In one embodiment, the importance information calculating module 1206 is further configured to map each power grid evaluation index information to corresponding first importance information according to the analytic hierarchy process mapping relationship; mapping the evaluation index information of each power grid into corresponding second importance information according to the entropy mapping relation; and determining importance information to be adjusted according to the first importance information and the second importance information.

In one embodiment, the importance information calculating module 1206 is further configured to construct an index information quantization judgment matrix according to each power grid evaluation index information based on the hierarchical analysis mapping relationship; solving an index information quantization judgment matrix according to a method root to obtain a matrix maximum characteristic value and each matrix characteristic vector; and obtaining first importance information according to the matrix maximum eigenvalue and each matrix eigenvector.

In one embodiment, the importance information calculating module 1206 is further configured to construct an index information decision matrix according to the evaluation index information of each power grid based on the entropy mapping relationship; and solving an index information decision matrix to obtain each piece of second importance information.

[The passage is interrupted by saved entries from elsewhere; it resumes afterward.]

//! Application startup and lifecycle management.

use crate::clock::{Clock, SystemClock};
use crate::config::{StoreBackend, SubscriptionConfig};
use crate::engine::{
    EngineDeps, HistorySnapshotter, OrderCompletion, PeriodGenerator, PeriodRerun,
    PeriodTransitionEngine, StatusEngine,
};
use crate::handlers::{health, orders, subscriptions};
use crate::scheduler::Scheduler;
use crate::services::{
    init_metrics, Database, EventSink, HttpOrderWorkflow, HttpTelcoProvider, InMemoryStore,
    OrderDispatcher, OrderWorker, OrderWorkflow, SubscriptionStore, TelcoProvider,
    TracingEventSink,
};
use axum::{
    middleware,
    routing::{get, post},
    Router,
};
use service_core::error::AppError;
use service_core::middleware::metrics::metrics_middleware;
use service_core::middleware::tracing::request_id_middleware;
use std::sync::Arc;
use tokio::net::TcpListener;
use tokio_util::sync::CancellationToken;
use tower::ServiceBuilder;
use tower_http::trace::TraceLayer;

/// Shared application state.
#[derive(Clone)]
pub struct AppState {
    pub store: Arc<dyn SubscriptionStore>,
    pub status: StatusEngine,
    pub rerun: Arc<PeriodRerun>,
    pub completion: Arc<OrderCompletion>,
    pub clock: Arc<dyn Clock>,
}

/// External collaborators the application is wired with.
#[derive(Clone)]
pub struct Collaborators {
    pub store: Arc<dyn SubscriptionStore>,
    pub workflow: Arc<dyn OrderWorkflow>,
    pub telco: Arc<dyn TelcoProvider>,
    pub events: Arc<dyn EventSink>,
    pub clock: Arc<dyn Clock>,
}

/// Application container for managing server lifecycle.
pub struct Application {
    port: u16,
    listener: TcpListener,
    state: AppState,
    scheduler: Option<Scheduler>,
    worker: OrderWorker,
    shutdown: CancellationToken,
}

impl Application {
    /// Build the application with the given configuration.
    pub async fn build(config: SubscriptionConfig) -> Result<Self, AppError> {
        let store: Arc<dyn SubscriptionStore> = match (config.store, &config.database) {
            (StoreBackend::Postgres, Some(database)) => {
                let db = Database::new(
                    &database.url,
                    database.max_connections,
                    database.min_connections,
                )
                .await
                .map_err(|e| {
                    tracing::error!(error = %e, "Failed to connect to PostgreSQL");
                    e
                })?;

                db.run_migrations().await.map_err(|e| {
                    tracing::error!(error = %e, "Failed to run migrations");
                    e
                })?;

                Arc::new(db)
            }
            (StoreBackend::Postgres, None) => {
                return Err(AppError::ConfigError(anyhow::anyhow!(
                    "Postgres store selected without database settings"
                )))
            }
            (StoreBackend::Memory, _) => {
                tracing::warn!("Using in-memory store; state is lost on restart");
                Arc::new(InMemoryStore::new())
            }
        };

        let workflow = HttpOrderWorkflow::new(
            config.order_service.url.clone(),
            config.order_service.timeout,
        )?;
        let telco = HttpTelcoProvider::new(
            config.telco_service.url.clone(),
            config.telco_service.timeout,
        )?;

        Self::build_with(
            config,
            Collaborators {
                store,
                workflow: Arc::new(workflow),
                telco: Arc::new(telco),
                events: Arc::new(TracingEventSink),
                clock: Arc::new(SystemClock),
            },
        )
        .await
    }

    /// Build the application around the given collaborators.
    /// Tests use this to substitute fakes for the store and upstream services.
    pub async fn build_with(
        config: SubscriptionConfig,
        collaborators: Collaborators,
    ) -> Result<Self, AppError> {
        init_metrics();

        let Collaborators {
            store,
            workflow,
            telco,
            events,
            clock,
        } = collaborators;

        let (orders, worker) = OrderDispatcher::queued(
            workflow,
            store.clone(),
            config.orders.retry_max_elapsed,
            config.orders.queue_size,
        );

        let deps = EngineDeps {
            store: store.clone(),
            orders,
            events,
        };
        let status = StatusEngine::new(deps.clone());

        let scheduler = if config.scheduler.enabled {
            let mut scheduler = Scheduler::new(clock.clone(), config.scheduler.tick);
            scheduler
                .register(Arc::new(PeriodGenerator::new(
                    deps.clone(),
                    config.scheduler.generator_batch_size,
                )))
                .register(Arc::new(PeriodTransitionEngine::new(
                    deps.clone(),
                    status.clone(),
                    config.scheduler.transition_batch_size,
                )))
                .register(Arc::new(HistorySnapshotter::new(
                    store.clone(),
                    telco,
                    config.scheduler.history_batch_size,
                    config.scheduler.history_window(),
                )?));
            Some(scheduler)
        } else {
            tracing::info!("Scheduler disabled by configuration");
            None
        };

        let state = AppState {
            store: store.clone(),
            status: status.clone(),
            rerun: Arc::new(PeriodRerun::new(deps)),
            completion: Arc::new(OrderCompletion::new(store, status)),
            clock,
        };

        let addr = format!("{}:{}", config.common.host, config.common.port);
        let listener = TcpListener::bind(&addr).await.map_err(|e| {
            tracing::error!(error = %e, addr = %addr, "Failed to bind HTTP listener");
            AppError::from(e)
        })?;
        let port = listener.local_addr()?.port();

        tracing::info!(port = port, "Subscription service listener bound");

        Ok(Self {
            port,
            listener,
            state,
            scheduler,
            worker,
            shutdown: CancellationToken::new(),
        })
    }

    /// Get the port the server is listening on.
    pub fn port(&self) -> u16 {
        self.port
    }

    /// Cancelling this token stops the server, the scheduler and the order worker.
    pub fn shutdown_token(&self) -> CancellationToken {
        self.shutdown.clone()
    }

    /// Run the application until the shutdown token is cancelled.
    pub async fn run_until_stopped(self) -> std::io::Result<()> {
        let router = router(self.state);

        let worker = tokio::spawn(self.worker.run(self.shutdown.clone()));
        let scheduler = self
            .scheduler
            .map(|scheduler| tokio::spawn(scheduler.run(self.shutdown.clone())));

        tracing::info!(
            service = "subscription-service",
            version = env!("CARGO_PKG_VERSION"),
            port = self.port,
            "Service ready to accept connections"
        );

        let shutdown = self.shutdown.clone();
        let result = axum::serve(self.listener, router)
            .with_graceful_shutdown(async move { shutdown.cancelled().await })
            .await;

        self.shutdown.cancel();
        if let Some(scheduler) = scheduler {
            let _ = scheduler.await;
        }
        let _ = worker.await;

        result.map_err(|e| {
            tracing::error!(error = %e, "HTTP server error");
            std::io::Error::other(format!("HTTP server error: {}", e))
        })
    }
}

/// HTTP routes with request-id, metrics and trace layers.
pub fn router(state: AppState) -> Router {
    Router::new()
        .route("/health", get(health::health_check))
        .route("/ready", get(health::readiness_check))
        .route("/metrics", get(health::metrics_endpoint))
        .route("/subscriptions", post(subscriptions::create_subscription))
        .route("/subscriptions/:id", get(subscriptions::get_subscription))
        .route("/subscriptions/:id/periods", get(subscriptions::list_periods))
        .route("/subscriptions/:id/history", get(subscriptions::list_history))
        .route("/subscriptions/:id/activate", post(subscriptions::activate))
        .route("/subscriptions/:id/cancel", post(subscriptions::cancel))
        .route("/subscriptions/:id/uncancel", post(subscriptions::uncancel))
        .route("/subscriptions/:id/suspend", post(subscriptions::suspend))
        .route("/subscriptions/:id/reactivate", post(subscriptions::reactivate))
        .route("/subscriptions/:id/deactivate", post(subscriptions::deactivate))
        .route(
            "/subscriptions/:id/periods/:period_id/rerun",
            post(subscriptions::rerun_period),
        )
        .route("/orders/:order_id/completion", post(orders::order_completion))
        .route_layer(middleware::from_fn(metrics_middleware))
        .layer(
            ServiceBuilder::new()
                .layer(middleware::from_fn(request_id_middleware))
                .layer(TraceLayer::new_for_http().make_span_with(
                    |request: &axum::http::Request<_>| {
                        let request_id = request
                            .headers()
                            .get("x-request-id")
                            .and_then(|value| value.to_str().ok())
                            .unwrap_or("-");

                        tracing::info_span!(
                            "http_request",
                            request_id = %request_id,
                            method = %request.method(),
                            uri = %request.uri(),
                        )
                    },
                )),
        )
        .with_state(state)
}
impl TestApp {
    /// Spawn a new test application on a random port.
    pub async fn spawn() -> Self {
        let store = Arc::new(InMemoryStore::new());
        let orders = Arc::new(FakeOrderWorkflow::default());
        let events = Arc::new(RecordingEventSink::default());
        let clock = Arc::new(ManualClock::new(t0()));

        let app = Application::build_with(
            test_config(),
            Collaborators {
                store: store.clone(),
                workflow: orders.clone(),
                telco: Arc::new(FakeTelcoProvider::default()),
                events: events.clone(),
                clock: clock.clone(),
            },
        )
        .await
        .expect("Failed to build test application");

        let port = app.port();
        let shutdown = app.shutdown_token();
        let address = format!("http://127.0.0.1:{}", port);

        tokio::spawn(async move {
            app.run_until_stopped().await.ok();
        });

        // Wait for HTTP server to be ready by polling health endpoint
        let client = reqwest::Client::new();
        let health_url = format!("{}/health", address);
        for _ in 0..50 {
            if client.get(&health_url).send().await.is_ok() {
                break;
            }
            tokio::time::sleep(tokio::time::Duration::from_millis(50)).await;
        }

        TestApp {
            address,
            port,
            store,
            orders,
            events,
            clock,
            client,
            shutdown,
        }
    }

    pub fn url(&self, path: &str) -> String {
        format!("{}{}", self.address, path)
    }

    /// Wait until the queued order worker has made at least `n` calls.
    pub async fn wait_for_order_calls(&self, n: usize) -> Vec<OrderCall> {
        for _ in 0..100 {
            let calls = self.orders.calls();
            if calls.len() >= n {
                return calls;
            }
            tokio::time::sleep(tokio::time::Duration::from_millis(20)).await;
        }
        panic!(
            "expected {} order calls, got {:?}",
            n,
            self.orders.calls()
        );
    }
}

impl Drop for TestApp {
    fn drop(&mut self) {
        self.shutdown.cancel();
    }
}

/// Seed a period of `subscription_id` covering `[starts_at, ends_at)`.
pub async fn seed_period(
    store: &InMemoryStore,
    subscription_id: Uuid,
    starts_at: DateTime<Utc>,
    ends_at: DateTime<Utc>,
    status: PeriodStatus,
) -> SubscriptionPeriod {
    store
        .seed_period(
            &NewPeriod {
                subscription_id,
                offer_id: Uuid::new_v4(),
                starts_at,
                ends_at,
            },
            status,
        )
        .await
}

/// Panics if two uncancelled periods overlap.
pub fn assert_no_overlap(periods: &[SubscriptionPeriod]) {
    let mut live: Vec<&SubscriptionPeriod> = periods
        .iter()
        .filter(|p| p.status != PeriodStatus::Cancelled)
        .collect();
    live.sort_by_key(|p| p.starts_at);
    for pair in live.windows(2) {
        assert!(
            pair[0].ends_at <= pair[1].starts_at,
            "[{}, {}) overlaps [{}, {})",
            pair[0].starts_at,
            pair[0].ends_at,
            pair[1].starts_at,
            pair[1].ends_at
        );
    }
}
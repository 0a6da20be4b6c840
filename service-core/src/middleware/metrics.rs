use axum::extract::MatchedPath;
use axum::{extract::Request, middleware::Next, response::Response};
use metrics::{counter, histogram};
use std::time::Instant;

/// Record request count and latency, labelled by route template so that path
/// parameters (subscription ids) do not explode label cardinality.
pub async fn metrics_middleware(req: Request, next: Next) -> Response {
    let start = Instant::now();
    let method = req.method().to_string();
    let path = req
        .extensions()
        .get::<MatchedPath>()
        .map(|p| p.as_str().to_string())
        .unwrap_or_else(|| "unmatched".to_string());

    let response = next.run(req).await;

    let labels = [
        ("method", method),
        ("path", path),
        ("status", response.status().as_u16().to_string()),
    ];

    counter!("http_requests_total", &labels).increment(1);
    histogram!("http_request_duration_seconds", &labels).record(start.elapsed().as_secs_f64());

    response
}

In one embodiment, the importance information adjustment module 1208 is further configured to determine an importance data point and an importance median corresponding to each importance information to be adjusted according to each importance information to be adjusted; based on the importance information adjustment model, according to the importance digital data points and the importance median, the importance information to be adjusted is adjusted, and the adjusted importance information is obtained.

In one embodiment, the importance information adjustment module 1208 is further configured to compare each importance digital data point with an importance median to obtain an importance information comparison result; grading the importance information to be adjusted according to the importance information comparison result to obtain the importance information after grading; and adjusting the divided importance information to obtain the adjusted importance information.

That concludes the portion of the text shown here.